Hh signaling in osteophytes and its stimulation of chondrogenesis and chondrocyte maturation in glenoid fossa cell cultures

Ihh signaling has important roles in chondrogenesis and endochondral ossification as well as in OA in long bone synovial joints (Lin et al., 2009., Yaeda et al., 2007., Koyama et al., 1996).
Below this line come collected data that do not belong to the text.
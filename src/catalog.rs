//! Read-only Postgres access for the catalog, orders, carts, and shops.
//!
//! The engine never writes. Every query casts ids to `bigint` and prices to
//! `float8` on the way out so the row mapping stays independent of the exact
//! column types the storefront schema uses.

use std::sync::Arc;
use std::time::Duration;

use anyhow::{Context, Result};
use serde::{Deserialize, Serialize};
use tokio_postgres::{Client, NoTls, Row};

use crate::copurchase::OrderLine;

/// A product joined with its shop, the unit the index is built from.
#[derive(Debug, Clone, PartialEq, Serialize, Deserialize)]
pub struct CatalogItem {
    /// Product id.
    pub id: i64,
    /// Product name; empty when the row had none.
    pub name: String,
    /// Product description; empty when the row had none.
    pub description: String,
    /// Unit price.
    pub price: f64,
    /// Owning shop id.
    pub shop_id: i64,
    /// Owning shop name.
    pub shop_name: String,
    /// Product image, when one is set.
    pub image_url: Option<String>,
}

impl CatalogItem {
    /// Text the vectorizer sees for this item.
    pub fn content(&self) -> String {
        format!("{} {}", self.name, self.description)
    }
}

/// One product from a user's paid purchase history.
#[derive(Debug, Clone, Copy)]
pub struct PurchasedItem {
    /// Purchased product id.
    pub product_id: i64,
    /// Paid order lines referencing it.
    pub purchase_count: i64,
}

/// A product ranked by total order-line count, for the popularity fallback.
#[derive(Debug, Clone, Serialize)]
pub struct PopularProduct {
    /// Product id.
    pub id: i64,
    /// Product name.
    pub name: String,
    /// Unit price.
    pub price: f64,
    /// Owning shop id.
    pub shop_id: i64,
    /// Owning shop name.
    pub shop_name: String,
    /// Product image, when one is set.
    pub image_url: Option<String>,
    /// Order lines referencing the product, any payment status.
    pub purchase_count: i64,
}

/// Per-shop activity aggregates for one user's paid orders.
#[derive(Debug, Clone)]
pub struct ShopActivity {
    /// Shop id.
    pub id: i64,
    /// Shop name.
    pub name: String,
    /// Street address, when set.
    pub address: Option<String>,
    /// Contact line, when set.
    pub contact: Option<String>,
    /// Logo URL, when set.
    pub logo: Option<String>,
    /// Distinct paid orders the user placed touching this shop.
    pub order_count: i64,
    /// Total paid order value attributed to this shop.
    pub total_spent: f64,
    /// Mean paid order value attributed to this shop.
    pub avg_order_value: f64,
}

/// A shop with the aggregates used for the anonymous shop ranking.
#[derive(Debug, Clone, Serialize)]
pub struct ShopOverview {
    /// Shop id.
    pub id: i64,
    /// Shop name.
    pub name: String,
    /// Street address, when set.
    pub address: Option<String>,
    /// Contact line, when set.
    pub contact: Option<String>,
    /// Logo URL, when set.
    pub logo: Option<String>,
    /// Distinct paid orders touching this shop.
    pub order_count: i64,
    /// Products listed by this shop.
    pub product_count: i64,
}

/// One paid order line for the training-data export.
#[derive(Debug, Clone, Serialize)]
pub struct OrderHistoryRecord {
    /// User who placed the order.
    pub user_id: i64,
    /// Product on the line.
    pub product_id: i64,
    /// Always `paid`; kept as a column so the export is self-describing.
    pub payment_status: String,
    /// Order id.
    pub order_id: i64,
}

/// One shop row for the training-data export.
#[derive(Debug, Clone, Serialize)]
pub struct ShopRecord {
    /// Shop id.
    pub id: i64,
    /// Shop name.
    pub name: String,
    /// Street address, when set.
    pub address: Option<String>,
    /// Contact line, when set.
    pub contact: Option<String>,
    /// Logo URL, when set.
    pub logo: Option<String>,
}

/// Handle over the read-only catalog queries.
#[derive(Clone)]
pub struct CatalogStore {
    client: Arc<Client>,
}

impl CatalogStore {
    /// Wraps an already-established client.
    pub fn new(client: Arc<Client>) -> Self {
        Self { client }
    }

    /// Connects to Postgres and spawns the connection task.
    pub async fn connect(database_url: &str) -> Result<Self> {
        let (client, connection) = tokio_postgres::connect(database_url, NoTls)
            .await
            .with_context(|| format!("failed to connect to Postgres at {database_url}"))?;
        tokio::spawn(async move {
            if let Err(err) = connection.await {
                tracing::error!("postgres connection error: {err}");
            }
        });
        Ok(Self::new(Arc::new(client)))
    }

    /// Connects with a startup retry loop for databases that come up after
    /// the service does. Returns the last error once attempts are exhausted.
    pub async fn connect_with_retry(
        database_url: &str,
        attempts: u32,
        delay: Duration,
    ) -> Result<Self> {
        let attempts = attempts.max(1);
        let mut last_err = None;
        for attempt in 1..=attempts {
            match Self::connect(database_url).await {
                Ok(store) => return Ok(store),
                Err(err) => {
                    tracing::warn!("database not ready (attempt {attempt}/{attempts}): {err:#}");
                    last_err = Some(err);
                    if attempt < attempts {
                        tokio::time::sleep(delay).await;
                    }
                }
            }
        }
        Err(last_err
            .unwrap_or_else(|| anyhow::anyhow!("no connection attempts were made"))
            .context("gave up waiting for the database"))
    }

    /// Every product joined with its shop, in id order.
    pub async fn all_products(&self) -> Result<Vec<CatalogItem>> {
        let rows = self
            .client
            .query(ALL_PRODUCTS_SQL, &[])
            .await
            .context("failed to query products")?;
        Ok(rows.iter().map(item_from_row).collect())
    }

    /// Distinct products from the user's paid orders, with line counts.
    pub async fn purchase_history(&self, user_id: i64) -> Result<Vec<PurchasedItem>> {
        let rows = self
            .client
            .query(PURCHASE_HISTORY_SQL, &[&user_id])
            .await
            .with_context(|| format!("failed to query purchase history for user {user_id}"))?;
        Ok(rows
            .iter()
            .map(|row| PurchasedItem {
                product_id: row.get("product_id"),
                purchase_count: row.get("purchase_count"),
            })
            .collect())
    }

    /// Product ids currently in the user's cart.
    pub async fn cart_product_ids(&self, user_id: i64) -> Result<Vec<i64>> {
        let rows = self
            .client
            .query(CART_IDS_SQL, &[&user_id])
            .await
            .with_context(|| format!("failed to query cart items for user {user_id}"))?;
        Ok(rows.iter().map(|row| row.get("product_id")).collect())
    }

    /// All order lines of paid orders containing at least one reference
    /// product. Lines for the reference products themselves are included;
    /// the aggregator filters them.
    pub async fn paid_order_lines_with(&self, reference_ids: &[i64]) -> Result<Vec<OrderLine>> {
        if reference_ids.is_empty() {
            return Ok(Vec::new());
        }
        let ids: Vec<i64> = reference_ids.to_vec();
        let rows = self
            .client
            .query(CO_PURCHASE_LINES_SQL, &[&ids])
            .await
            .context("failed to query co-purchase order lines")?;
        Ok(rows
            .iter()
            .map(|row| OrderLine {
                order_id: row.get("order_id"),
                product_id: row.get("product_id"),
            })
            .collect())
    }

    /// Distinct shop ids the user has bought from, paid orders only.
    pub async fn purchased_shop_ids(&self, user_id: i64) -> Result<Vec<i64>> {
        let rows = self
            .client
            .query(PURCHASED_SHOPS_SQL, &[&user_id])
            .await
            .with_context(|| format!("failed to query purchased shops for user {user_id}"))?;
        Ok(rows.iter().map(|row| row.get("shop_id")).collect())
    }

    /// Products ranked by total order-line count, newest first on ties.
    pub async fn popular_products(&self, limit: i64) -> Result<Vec<PopularProduct>> {
        let rows = self
            .client
            .query(POPULAR_PRODUCTS_SQL, &[&limit])
            .await
            .context("failed to query popular products")?;
        Ok(rows
            .iter()
            .map(|row| PopularProduct {
                id: row.get("id"),
                name: text_or_empty(row, "name"),
                price: row.get("price"),
                shop_id: row.get("shop_id"),
                shop_name: text_or_empty(row, "shop_name"),
                image_url: row.get("image_url"),
                purchase_count: row.get("purchase_count"),
            })
            .collect())
    }

    /// Every shop with the user's paid-order aggregates; shops the user
    /// never bought from come back with zeroed aggregates.
    pub async fn shop_activity_for_user(&self, user_id: i64) -> Result<Vec<ShopActivity>> {
        let rows = self
            .client
            .query(SHOP_ACTIVITY_SQL, &[&user_id])
            .await
            .with_context(|| format!("failed to query shop activity for user {user_id}"))?;
        Ok(rows
            .iter()
            .map(|row| ShopActivity {
                id: row.get("id"),
                name: text_or_empty(row, "name"),
                address: row.get("address"),
                contact: row.get("contact"),
                logo: row.get("logo"),
                order_count: row.get("order_count"),
                total_spent: row.get("total_spent"),
                avg_order_value: row.get("avg_order_value"),
            })
            .collect())
    }

    /// Every shop ranked by paid-order count, product count, then name.
    pub async fn shops_by_popularity(&self) -> Result<Vec<ShopOverview>> {
        let rows = self
            .client
            .query(SHOPS_BY_POPULARITY_SQL, &[])
            .await
            .context("failed to query shop popularity")?;
        Ok(rows
            .iter()
            .map(|row| ShopOverview {
                id: row.get("id"),
                name: text_or_empty(row, "name"),
                address: row.get("address"),
                contact: row.get("contact"),
                logo: row.get("logo"),
                order_count: row.get("order_count"),
                product_count: row.get("product_count"),
            })
            .collect())
    }

    /// Paid order lines for the training-data export.
    pub async fn order_history(&self) -> Result<Vec<OrderHistoryRecord>> {
        let rows = self
            .client
            .query(ORDER_HISTORY_SQL, &[])
            .await
            .context("failed to query order history")?;
        Ok(rows
            .iter()
            .map(|row| OrderHistoryRecord {
                user_id: row.get("user_id"),
                product_id: row.get("product_id"),
                payment_status: row.get("payment_status"),
                order_id: row.get("order_id"),
            })
            .collect())
    }

    /// Every shop, for the training-data export.
    pub async fn all_shops(&self) -> Result<Vec<ShopRecord>> {
        let rows = self
            .client
            .query(ALL_SHOPS_SQL, &[])
            .await
            .context("failed to query shops")?;
        Ok(rows
            .iter()
            .map(|row| ShopRecord {
                id: row.get("id"),
                name: text_or_empty(row, "name"),
                address: row.get("address"),
                contact: row.get("contact"),
                logo: row.get("logo"),
            })
            .collect())
    }
}

fn item_from_row(row: &Row) -> CatalogItem {
    CatalogItem {
        id: row.get("id"),
        name: text_or_empty(row, "name"),
        description: text_or_empty(row, "description"),
        price: row.get("price"),
        shop_id: row.get("shop_id"),
        shop_name: text_or_empty(row, "shop_name"),
        image_url: row.get("image_url"),
    }
}

fn text_or_empty(row: &Row, column: &str) -> String {
    row.get::<_, Option<String>>(column).unwrap_or_default()
}

const ALL_PRODUCTS_SQL: &str = "\
    SELECT p.id::bigint AS id, p.name, p.description, p.price::float8 AS price, \
           p.shop_id::bigint AS shop_id, s.name AS shop_name, p.image_url \
    FROM products p \
    JOIN shops s ON p.shop_id = s.id \
    ORDER BY p.id";

const PURCHASE_HISTORY_SQL: &str = "\
    SELECT oi.product_id::bigint AS product_id, COUNT(*) AS purchase_count \
    FROM order_items oi \
    JOIN orders o ON oi.order_id = o.id \
    WHERE o.user_id = $1::bigint AND o.payment_status = 'paid' \
    GROUP BY oi.product_id \
    ORDER BY oi.product_id";

const CART_IDS_SQL: &str = "\
    SELECT product_id::bigint AS product_id \
    FROM cart_items \
    WHERE user_id = $1::bigint";

const CO_PURCHASE_LINES_SQL: &str = "\
    SELECT oi.order_id::bigint AS order_id, oi.product_id::bigint AS product_id \
    FROM order_items oi \
    JOIN orders o ON oi.order_id = o.id \
    WHERE o.payment_status = 'paid' \
      AND EXISTS ( \
          SELECT 1 FROM order_items ref \
          WHERE ref.order_id = oi.order_id \
            AND ref.product_id = ANY($1::bigint[]) \
      )";

const PURCHASED_SHOPS_SQL: &str = "\
    SELECT DISTINCT p.shop_id::bigint AS shop_id \
    FROM order_items oi \
    JOIN orders o ON oi.order_id = o.id \
    JOIN products p ON oi.product_id = p.id \
    WHERE o.user_id = $1::bigint AND o.payment_status = 'paid'";

const POPULAR_PRODUCTS_SQL: &str = "\
    SELECT p.id::bigint AS id, p.name, p.price::float8 AS price, \
           p.shop_id::bigint AS shop_id, s.name AS shop_name, p.image_url, \
           COUNT(oi.id) AS purchase_count \
    FROM products p \
    JOIN shops s ON p.shop_id = s.id \
    LEFT JOIN order_items oi ON p.id = oi.product_id \
    GROUP BY p.id, p.name, p.price, p.shop_id, s.name, p.image_url, p.created_at \
    ORDER BY purchase_count DESC, p.created_at DESC \
    LIMIT $1::bigint";

const SHOP_ACTIVITY_SQL: &str = "\
    SELECT s.id::bigint AS id, s.name, s.address, s.contact, s.logo, \
           COUNT(DISTINCT o.id) AS order_count, \
           COALESCE(SUM(o.total_amount), 0)::float8 AS total_spent, \
           COALESCE(AVG(o.total_amount), 0)::float8 AS avg_order_value \
    FROM shops s \
    LEFT JOIN products p ON s.id = p.shop_id \
    LEFT JOIN order_items oi ON p.id = oi.product_id \
    LEFT JOIN orders o ON oi.order_id = o.id \
        AND o.user_id = $1::bigint AND o.payment_status = 'paid' \
    GROUP BY s.id, s.name, s.address, s.contact, s.logo \
    ORDER BY order_count DESC, total_spent DESC, s.name";

const SHOPS_BY_POPULARITY_SQL: &str = "\
    SELECT s.id::bigint AS id, s.name, s.address, s.contact, s.logo, \
           COUNT(DISTINCT o.id) AS order_count, \
           COUNT(DISTINCT p.id) AS product_count \
    FROM shops s \
    LEFT JOIN products p ON s.id = p.shop_id \
    LEFT JOIN order_items oi ON p.id = oi.product_id \
    LEFT JOIN orders o ON oi.order_id = o.id AND o.payment_status = 'paid' \
    GROUP BY s.id, s.name, s.address, s.contact, s.logo \
    ORDER BY order_count DESC, product_count DESC, s.name";

const ORDER_HISTORY_SQL: &str = "\
    SELECT o.user_id::bigint AS user_id, oi.product_id::bigint AS product_id, \
           o.payment_status, oi.order_id::bigint AS order_id \
    FROM order_items oi \
    JOIN orders o ON oi.order_id = o.id \
    WHERE o.payment_status = 'paid' \
    ORDER BY oi.order_id, oi.product_id";

const ALL_SHOPS_SQL: &str = "\
    SELECT id::bigint AS id, name, address, contact, logo \
    FROM shops \
    ORDER BY id";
To determine whether osteophyte formation in mutant TMJs was accompanied by ectopic Hh signaling, we examined expression of Ihh and its receptors and Gli transcription targets in 6 month-old Prg4-null TMJs. Semi-quantitative PCR revealed that Ihh, Ptch1, Smoothened (Smo) and Gli-1, -2 and -3 were all expressed in mutant glenoid fossa/eminence (Fig. 6A). Immunohistochemistry and in situ hybridization revealed that Ihh and Gli-1 were preferentially expressed in peripheral cells in developing osteophytes (Figs. 6B, 6C), indicating that Hh signaling had indeed been activated ectopically. Preimmune antibodies generated non-specific background staining (Fig. 6D).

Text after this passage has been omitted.